Exercise directions
The data below is to be repeated in full, exactly as shown.

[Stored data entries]
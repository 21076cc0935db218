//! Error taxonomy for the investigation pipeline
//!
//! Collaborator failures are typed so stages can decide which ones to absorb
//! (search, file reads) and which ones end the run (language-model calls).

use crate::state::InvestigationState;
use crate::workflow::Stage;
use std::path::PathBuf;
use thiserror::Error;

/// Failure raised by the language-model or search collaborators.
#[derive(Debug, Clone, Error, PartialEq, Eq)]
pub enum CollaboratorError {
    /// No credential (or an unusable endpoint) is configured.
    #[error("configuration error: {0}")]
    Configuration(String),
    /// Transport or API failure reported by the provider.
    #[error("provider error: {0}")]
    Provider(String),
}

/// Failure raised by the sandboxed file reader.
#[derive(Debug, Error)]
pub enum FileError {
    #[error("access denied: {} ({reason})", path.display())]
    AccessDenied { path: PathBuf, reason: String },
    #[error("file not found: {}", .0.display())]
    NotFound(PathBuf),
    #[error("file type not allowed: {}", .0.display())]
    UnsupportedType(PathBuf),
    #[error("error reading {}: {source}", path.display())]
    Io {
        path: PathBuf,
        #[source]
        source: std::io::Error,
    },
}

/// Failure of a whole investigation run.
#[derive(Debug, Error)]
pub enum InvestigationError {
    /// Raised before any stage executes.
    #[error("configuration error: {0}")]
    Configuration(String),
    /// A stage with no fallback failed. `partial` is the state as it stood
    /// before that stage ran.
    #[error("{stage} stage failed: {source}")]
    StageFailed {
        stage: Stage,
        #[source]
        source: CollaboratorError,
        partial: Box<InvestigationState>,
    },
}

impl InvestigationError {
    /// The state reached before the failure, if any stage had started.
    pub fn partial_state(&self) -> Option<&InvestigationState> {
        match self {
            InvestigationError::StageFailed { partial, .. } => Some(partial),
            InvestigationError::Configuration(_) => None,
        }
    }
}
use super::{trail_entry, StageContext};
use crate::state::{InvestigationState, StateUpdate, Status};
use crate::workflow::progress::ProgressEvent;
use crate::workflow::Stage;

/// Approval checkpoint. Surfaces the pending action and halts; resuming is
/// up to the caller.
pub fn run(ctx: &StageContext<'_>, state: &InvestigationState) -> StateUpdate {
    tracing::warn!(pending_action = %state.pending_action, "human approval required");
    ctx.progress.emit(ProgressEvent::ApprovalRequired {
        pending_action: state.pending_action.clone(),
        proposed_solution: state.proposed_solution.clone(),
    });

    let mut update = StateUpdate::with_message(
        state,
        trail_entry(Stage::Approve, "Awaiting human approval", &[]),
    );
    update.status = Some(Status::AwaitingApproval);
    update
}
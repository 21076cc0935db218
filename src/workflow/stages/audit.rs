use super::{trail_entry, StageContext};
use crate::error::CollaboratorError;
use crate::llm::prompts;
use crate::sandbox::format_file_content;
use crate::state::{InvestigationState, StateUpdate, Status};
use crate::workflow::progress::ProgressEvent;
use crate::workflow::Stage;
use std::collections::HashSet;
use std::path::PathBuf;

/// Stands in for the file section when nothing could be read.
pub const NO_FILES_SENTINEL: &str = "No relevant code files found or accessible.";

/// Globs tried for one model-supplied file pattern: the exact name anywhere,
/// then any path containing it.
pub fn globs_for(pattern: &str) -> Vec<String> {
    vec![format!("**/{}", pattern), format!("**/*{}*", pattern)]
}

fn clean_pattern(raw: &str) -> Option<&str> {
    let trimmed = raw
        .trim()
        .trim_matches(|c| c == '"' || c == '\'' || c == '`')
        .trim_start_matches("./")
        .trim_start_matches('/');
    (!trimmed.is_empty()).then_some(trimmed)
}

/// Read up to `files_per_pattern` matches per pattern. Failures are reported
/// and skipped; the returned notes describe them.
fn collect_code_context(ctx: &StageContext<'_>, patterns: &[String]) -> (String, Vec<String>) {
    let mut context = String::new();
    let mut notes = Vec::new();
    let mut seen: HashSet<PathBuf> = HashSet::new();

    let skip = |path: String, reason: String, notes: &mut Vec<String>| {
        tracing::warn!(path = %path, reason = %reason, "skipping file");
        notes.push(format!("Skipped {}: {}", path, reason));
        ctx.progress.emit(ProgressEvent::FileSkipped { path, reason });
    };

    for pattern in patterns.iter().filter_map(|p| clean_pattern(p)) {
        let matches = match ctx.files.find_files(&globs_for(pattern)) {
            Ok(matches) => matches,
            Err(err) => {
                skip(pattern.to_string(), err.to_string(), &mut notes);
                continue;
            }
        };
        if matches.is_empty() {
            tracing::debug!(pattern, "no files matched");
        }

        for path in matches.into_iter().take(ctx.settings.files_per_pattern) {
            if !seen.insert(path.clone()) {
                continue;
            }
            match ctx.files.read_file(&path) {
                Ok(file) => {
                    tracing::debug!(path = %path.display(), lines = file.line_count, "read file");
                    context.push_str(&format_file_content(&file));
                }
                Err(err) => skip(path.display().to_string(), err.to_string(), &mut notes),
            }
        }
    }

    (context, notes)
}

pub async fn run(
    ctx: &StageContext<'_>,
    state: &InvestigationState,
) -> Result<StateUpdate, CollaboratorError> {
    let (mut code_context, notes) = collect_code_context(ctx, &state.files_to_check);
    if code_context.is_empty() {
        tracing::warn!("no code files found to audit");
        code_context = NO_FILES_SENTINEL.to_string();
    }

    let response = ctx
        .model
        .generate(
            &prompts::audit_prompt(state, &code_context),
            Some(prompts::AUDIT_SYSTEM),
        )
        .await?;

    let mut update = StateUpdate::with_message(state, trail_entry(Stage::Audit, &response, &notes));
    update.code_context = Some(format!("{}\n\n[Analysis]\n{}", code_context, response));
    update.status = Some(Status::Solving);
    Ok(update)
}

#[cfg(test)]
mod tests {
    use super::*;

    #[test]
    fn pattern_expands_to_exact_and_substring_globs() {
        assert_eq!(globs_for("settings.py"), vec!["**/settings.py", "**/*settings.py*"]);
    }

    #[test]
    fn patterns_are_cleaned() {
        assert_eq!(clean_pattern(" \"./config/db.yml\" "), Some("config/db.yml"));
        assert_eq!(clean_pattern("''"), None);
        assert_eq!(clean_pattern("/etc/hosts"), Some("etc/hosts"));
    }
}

Response to this exercise
repository 21076cc0935db218
//! Error taxonomy for the investigation pipeline
//!
//! Collaborator failures are typed so stages can decide which ones to absorb
//! (search, file reads) and which ones end the run (language-model calls).

use crate::state::InvestigationState;
use crate::workflow::Stage;
use std::path::PathBuf;
use thiserror::Error;

/// Failure raised by the language-model or search collaborators.
#[derive(Debug, Clone, Error, PartialEq, Eq)]
pub enum CollaboratorError {
    /// No credential (or an unusable endpoint) is configured.
    #[error("configuration error: {0}")]
    Configuration(String),
    /// Transport or API failure reported by the provider.
    #[error("provider error: {0}")]
    Provider(String),
}

/// Failure raised by the sandboxed file reader.
#[derive(Debug, Error)]
pub enum FileError {
    #[error("access denied: {} ({reason})", path.display())]
    AccessDenied { path: PathBuf, reason: String },
    #[error("file not found: {}", .0.display())]
    NotFound(PathBuf),
    #[error("file type not allowed: {}", .0.display())]
    UnsupportedType(PathBuf),
    #[error("error reading {}: {source}", path.display())]
    Io {
        path: PathBuf,
        #[source]
        source: std::io::Error,
    },
}

/// Failure of a whole investigation run.
#[derive(Debug, Error)]
pub enum InvestigationError {
    /// Raised before any stage executes.
    #[error("configuration error: {0}")]
    Configuration(String),
    /// A stage with no fallback failed. `partial` is the state as it stood
    /// before that stage ran.
    #[error("{stage} stage failed: {source}")]
    StageFailed {
        stage: Stage,
        #[source]
        source: CollaboratorError,
        partial: Box<InvestigationState>,
    },
}

impl InvestigationError {
    /// The state reached before the failure, if any stage had started.
    pub fn partial_state(&self) -> Option<&InvestigationState> {
        match self {
            InvestigationError::StageFailed { partial, .. } => Some(partial),
            InvestigationError::Configuration(_) => None,
        }
    }
}
use super::{trail_entry, StageContext};
use crate::state::{InvestigationState, StateUpdate, Status};
use crate::workflow::progress::ProgressEvent;
use crate::workflow::Stage;

/// Approval checkpoint. Surfaces the pending action and halts; resuming is
/// up to the caller.
pub fn run(ctx: &StageContext<'_>, state: &InvestigationState) -> StateUpdate {
    tracing::warn!(pending_action = %state.pending_action, "human approval required");
    ctx.progress.emit(ProgressEvent::ApprovalRequired {
        pending_action: state.pending_action.clone(),
        proposed_solution: state.proposed_solution.clone(),
    });

    let mut update = StateUpdate::with_message(
        state,
        trail_entry(Stage::Approve, "Awaiting human approval", &[]),
    );
    update.status = Some(Status::AwaitingApproval);
    update
}
repository 21076cc0935db218
filename src/workflow/stages/audit.rs
use super::{trail_entry, StageContext};
use crate::error::CollaboratorError;
use crate::llm::prompts;
use crate::sandbox::format_file_content;
use crate::state::{InvestigationState, StateUpdate, Status};
use crate::workflow::progress::ProgressEvent;
use crate::workflow::Stage;
use std::collections::HashSet;
use std::path::PathBuf;

/// Stands in for the file section when nothing could be read.
pub const NO_FILES_SENTINEL: &str = "No relevant code files found or accessible.";

/// Globs tried for one model-supplied file pattern: the exact name anywhere,
/// then any path containing it.
pub fn globs_for(pattern: &str) -> Vec<String> {
    vec![format!("**/{}", pattern), format!("**/*{}*", pattern)]
}

fn clean_pattern(raw: &str) -> Option<&str> {
    let trimmed = raw
        .trim()
        .trim_matches(|c| c == '"' || c == '\'' || c == '`')
        .trim_start_matches("./")
        .trim_start_matches('/');
    (!trimmed.is_empty()).then_some(trimmed)
}

/// Read up to `files_per_pattern` matches per pattern. Failures are reported
/// and skipped; the returned notes describe them.
fn collect_code_context(ctx: &StageContext<'_>, patterns: &[String]) -> (String, Vec<String>) {
    let mut context = String::new();
    let mut notes = Vec::new();
    let mut seen: HashSet<PathBuf> = HashSet::new();

    let skip = |path: String, reason: String, notes: &mut Vec<String>| {
        tracing::warn!(path = %path, reason = %reason, "skipping file");
        notes.push(format!("Skipped {}: {}", path, reason));
        ctx.progress.emit(ProgressEvent::FileSkipped { path, reason });
    };

    for pattern in patterns.iter().filter_map(|p| clean_pattern(p)) {
        let matches = match ctx.files.find_files(&globs_for(pattern)) {
            Ok(matches) => matches,
            Err(err) => {
                skip(pattern.to_string(), err.to_string(), &mut notes);
                continue;
            }
        };
        if matches.is_empty() {
            tracing::debug!(pattern, "no files matched");
        }

        for path in matches.into_iter().take(ctx.settings.files_per_pattern) {
            if !seen.insert(path.clone()) {
                continue;
            }
            match ctx.files.read_file(&path) {
                Ok(file) => {
                    tracing::debug!(path = %path.display(), lines = file.line_count, "read file");
                    context.push_str(&format_file_content(&file));
                }
                Err(err) => skip(path.display().to_string(), err.to_string(), &mut notes),
            }
        }
    }

    (context, notes)
}

pub async fn run(
    ctx: &StageContext<'_>,
    state: &InvestigationState,
) -> Result<StateUpdate, CollaboratorError> {
    let (mut code_context, notes) = collect_code_context(ctx, &state.files_to_check);
    if code_context.is_empty() {
        tracing::warn!("no code files found to audit");
        code_context = NO_FILES_SENTINEL.to_string();
    }

    let response = ctx
        .model
        .generate(
            &prompts::audit_prompt(state, &code_context),
            Some(prompts::AUDIT_SYSTEM),
        )
        .await?;

    let mut update = StateUpdate::with_message(state, trail_entry(Stage::Audit, &response, &notes));
    update.code_context = Some(format!("{}\n\n[Analysis]\n{}", code_context, response));
    update.status = Some(Status::Solving);
    Ok(update)
}

#[cfg(test)]
mod tests {
    use super::*;

    #[test]
    fn pattern_expands_to_exact_and_substring_globs() {
        assert_eq!(globs_for("settings.py"), vec!["**/settings.py", "**/*settings.py*"]);
    }

    #[test]
    fn patterns_are_cleaned() {
        assert_eq!(clean_pattern(" \"./config/db.yml\" "), Some("config/db.yml"));
        assert_eq!(clean_pattern("''"), None);
        assert_eq!(clean_pattern("/etc/hosts"), Some("etc/hosts"));
    }
}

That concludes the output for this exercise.